Are you excited for more Star Wars? Well you should be... Because Disney has outlined their plans for the future, and show no sign of slowing down.
Star Wars: The Force Awakens is without a doubt the most hyped film of 2015. Releasing next month, the promo and marketing for the film can be seen on every corner of the internet, with fans debating every strand of fan theories from the whereabouts of Luke Skywalker, to the family tree of our main protagonists.
There are at least four Star Wars films on the horizon for the foreseeable future, kicking off December 18th with the arrival of Episode VII: The Force Awakens. Like all franchises, Disney know they have a major cash cow on their hands, and like their billion dollar Marvel universe, Disney are seeking to capitilise on the current Star Wars fever gripping the universe.
Lawrence Kasdan, who wrote Empire Strikes Back and Return of the Jedi and assisted on The Force Awakens, said this when speaking to Wired.
"Star Wars is its own genre, Like all genres, it can hold a million different kinds of artists and stories. They say 'Buddha is what you do to it.' And that's Star Wars. It can be anything you want it to be."
Unlike many franchises, Star Wars has the benefit of drawing stories from an almost limitless source. The universe that Star Wars is set in is so vast and complex, that films can feature any character, any origin story, any genre or narrative. Potentially, Disney are looking to release a Star Wars film a year, for the foreseeable future until the Box Office gets sick of it. Which could be never.
The first in the new film series, the December 2016 anthology film Rogue One, will feature a plot that revolves around a band of resistance fighters uniting to steal the plans to the Death Star, the Galactic Empire's planet-destroying battle station. This is a prime example of how the Star Wars universe doesn't have to follow any timeline or narrative. Drawing from mere references in the original trilogy, to flesh out a full new film.
Again speaking to Wired, Lucasfilm Story Group's Kiri Hart had this to say:
In the case of Rogue One, we’re essentially making a period piece. The benefit of making additional episodes that move forward on the timeline is that we are making new space for ourselves.

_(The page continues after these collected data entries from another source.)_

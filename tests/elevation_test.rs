// Elevation-band extraction through the worker pool.

use std::collections::HashSet;
use std::sync::mpsc;
use std::sync::Arc;

use geo::{Area, MultiPolygon};
use raster_geop::{
    run_elevation_extraction, Band, BandStatus, ChannelSink, ElevationExtractor, ExtractionConfig,
    GeoJsonDirSink, GeoTransform, GeopError, Grid, MemorySink, OutputSink, Result,
};
use tempfile::TempDir;

/// `rows x cols` grid whose value is the row index times `step`.
fn terrace(rows: usize, cols: usize, step: f64) -> Grid {
    let values = (0..rows * cols).map(|i| (i / cols) as f64 * step).collect();
    Grid::from_values(rows, cols, values, GeoTransform::north_up(0.0, rows as f64, 1.0, 1.0)).unwrap()
}

#[test]
fn test_pool_terminates_for_any_worker_and_band_count() {
    for workers in 1..=5 {
        for rows in [1, 2, 7, 20] {
            let sink = Arc::new(MemorySink::new());
            let report = run_elevation_extraction(terrace(rows, 3, 1.0), 1.0, workers, sink.clone())
                .unwrap();
            let expected_bands = rows.saturating_sub(1).max(1);
            assert_eq!(report.bands.len(), expected_bands, "{} workers, {} rows", workers, rows);
            assert_eq!(report.outcomes.len(), expected_bands);
            assert!(report.is_success());

            let saved: HashSet<usize> = sink.take().into_iter().map(|(b, _)| b.index).collect();
            assert_eq!(saved.len(), expected_bands);
        }
    }
}

#[test]
fn test_no_valid_cells_means_no_bands() {
    let grid = Grid::new(2, 2, vec![1.0; 4], vec![false; 4], GeoTransform::default()).unwrap();
    for workers in 1..=3 {
        let sink = Arc::new(MemorySink::new());
        let report = run_elevation_extraction(grid.clone(), 0.5, workers, sink.clone()).unwrap();
        assert!(report.bands.is_empty());
        assert!(report.outcomes.is_empty());
        assert!(sink.take().is_empty());
    }
}

#[test]
fn test_band_areas_cover_valid_cells() {
    let (rows, cols) = (23, 17);
    let values: Vec<f64> = (0..rows * cols)
        .map(|i| ((i % cols) as f64 * 0.37 + (i / cols) as f64 * 0.21).sin() * 3.0)
        .collect();
    let valid: Vec<bool> = (0..rows * cols).map(|i| i % 11 != 0).collect();
    let valid_count = valid.iter().filter(|&&v| v).count() as f64;
    let grid = Grid::new(rows, cols, values, valid, GeoTransform::north_up(0.0, rows as f64, 1.0, 1.0))
        .unwrap();

    let mut totals = Vec::new();
    for chunk_rows in [1, 5, 1000] {
        let sink = Arc::new(MemorySink::new());
        let config = ExtractionConfig {
            band_width: 0.5,
            chunk_rows,
            workers: Some(3),
            ..Default::default()
        };
        let report = ElevationExtractor::new(config, sink.clone())
            .run(Arc::new(grid.clone()))
            .unwrap();
        assert!(report.is_success());
        let area: f64 = sink.take().iter().map(|(_, g)| g.unsigned_area()).sum();
        assert!((area - valid_count).abs() < 1e-6, "chunk rows {}", chunk_rows);
        totals.push(area);
    }
    assert!(totals.windows(2).all(|w| (w[0] - w[1]).abs() < 1e-6));
}

#[test]
fn test_geojson_files_per_band() {
    let temp = TempDir::new().unwrap();
    let sink = GeoJsonDirSink::new(temp.path()).unwrap();
    let report = run_elevation_extraction(terrace(4, 2, 0.5), 0.5, 2, Arc::new(sink)).unwrap();
    assert!(report.is_success());

    for band in &report.bands {
        let path = temp.path().join(format!("band-{}.json", band.index));
        let text = std::fs::read_to_string(&path).unwrap();
        let json: serde_json::Value = serde_json::from_str(&text).unwrap();
        assert_eq!(json["properties"]["band"], band.index);
        assert_eq!(json["geometry"]["type"], "MultiPolygon");
    }
}

#[test]
fn test_channel_sink_streams_every_band() {
    let (tx, rx) = mpsc::channel();
    let report =
        run_elevation_extraction(terrace(6, 4, 1.0), 1.0, 3, Arc::new(ChannelSink::new(tx))).unwrap();
    let streamed: HashSet<usize> = rx.try_iter().map(|(index, _)| index).collect();
    assert_eq!(streamed.len(), report.bands.len());
}

/// Rejects one band and keeps the rest.
struct RejectBand {
    reject: usize,
    inner: MemorySink,
}

impl OutputSink for RejectBand {
    fn persist(&self, band: &Band, geometry: &MultiPolygon<f64>) -> Result<()> {
        if band.index == self.reject {
            return Err(GeopError::persist(band.index, "disk full"));
        }
        self.inner.persist(band, geometry)
    }
}

#[test]
fn test_failed_band_does_not_stop_siblings() {
    let sink = Arc::new(RejectBand {
        reject: 2,
        inner: MemorySink::new(),
    });
    let report = run_elevation_extraction(terrace(8, 2, 1.0), 1.0, 2, sink.clone()).unwrap();

    assert_eq!(report.bands.len(), 7);
    let failures: Vec<(usize, String)> = report
        .failures()
        .map(|(b, e)| (b.index, e.to_string()))
        .collect();
    assert_eq!(failures, vec![(2, "failed to persist band 2: disk full".to_string())]);
    assert_eq!(report.completed().count(), 6);
    assert!(!report.is_success());

    let saved: HashSet<usize> = sink.inner.take().into_iter().map(|(b, _)| b.index).collect();
    assert_eq!(saved.len(), 6);
    assert!(!saved.contains(&2));
}

/// Cancels the run from inside the first band it sees.
struct CancelOnFirst {
    token: raster_geop::CancellationToken,
    inner: MemorySink,
}

impl OutputSink for CancelOnFirst {
    fn persist(&self, band: &Band, geometry: &MultiPolygon<f64>) -> Result<()> {
        self.token.cancel();
        self.inner.persist(band, geometry)
    }
}

#[test]
fn test_cancellation_drains_the_queue() {
    let token = raster_geop::CancellationToken::new();
    let sink = Arc::new(CancelOnFirst {
        token: token.clone(),
        inner: MemorySink::new(),
    });
    let config = ExtractionConfig {
        band_width: 1.0,
        workers: Some(1),
        ..Default::default()
    };
    let report = ElevationExtractor::new(config, sink.clone())
        .with_cancellation(token)
        .run(Arc::new(terrace(10, 2, 1.0)))
        .unwrap();

    assert_eq!(report.outcomes.len(), report.bands.len());
    assert_eq!(report.completed().count(), 1);
    assert_eq!(report.cancelled().count(), report.bands.len() - 1);
    assert!(report
        .outcomes
        .iter()
        .all(|o| matches!(o.status, BandStatus::Completed | BandStatus::Cancelled)));
    assert_eq!(sink.inner.take().len(), 1);
}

It's an impressive feat to think that Disney will commit to producing a Star Wars film at least once a year. Yet it's not overly came as a surprise. The studio outlined its commitment to the franchise back in 2012, purchasing Lucasfilm for $4 billion. They further cemented their intentions with the announcement of future plans for Star Wars theme parks. Is Yoda the new Micky Mouse...
Many may point towards Disney ruining the franchises reputation, viewing a saturation of the film industry with copious amounts of Star Wars probably not the greatest of ideas. But it's their ability to literally make any film inside the Star Wars universe and base it on any genre and any story.
Imagine a Star Wars RomCom ? No... Yea. Probably not.